··· DATA
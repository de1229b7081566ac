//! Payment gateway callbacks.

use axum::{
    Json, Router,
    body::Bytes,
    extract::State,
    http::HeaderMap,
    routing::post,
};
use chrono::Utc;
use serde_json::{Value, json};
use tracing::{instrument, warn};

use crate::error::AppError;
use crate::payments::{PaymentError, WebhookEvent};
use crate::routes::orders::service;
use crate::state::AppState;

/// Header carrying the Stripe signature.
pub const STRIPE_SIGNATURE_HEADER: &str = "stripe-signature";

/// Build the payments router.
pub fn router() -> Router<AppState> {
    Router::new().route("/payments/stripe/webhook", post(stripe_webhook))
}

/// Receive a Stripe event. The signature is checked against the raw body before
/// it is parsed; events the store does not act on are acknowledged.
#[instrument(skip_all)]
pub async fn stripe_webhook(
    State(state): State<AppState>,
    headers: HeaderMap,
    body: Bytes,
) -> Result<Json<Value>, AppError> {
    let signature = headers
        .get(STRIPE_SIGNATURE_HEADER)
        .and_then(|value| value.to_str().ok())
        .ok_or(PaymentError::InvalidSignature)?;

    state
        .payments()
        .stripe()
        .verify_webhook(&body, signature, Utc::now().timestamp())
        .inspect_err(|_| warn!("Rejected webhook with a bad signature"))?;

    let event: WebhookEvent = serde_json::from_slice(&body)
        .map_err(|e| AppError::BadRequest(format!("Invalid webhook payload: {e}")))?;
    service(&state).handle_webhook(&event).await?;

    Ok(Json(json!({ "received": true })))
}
······
_ACTION ITEM_
Find all the lines with "instrument" in the data and copy them.

_OUTPUT FOR THIS TASK_
use tracing::{instrument, warn};
#[instrument(skip_all)]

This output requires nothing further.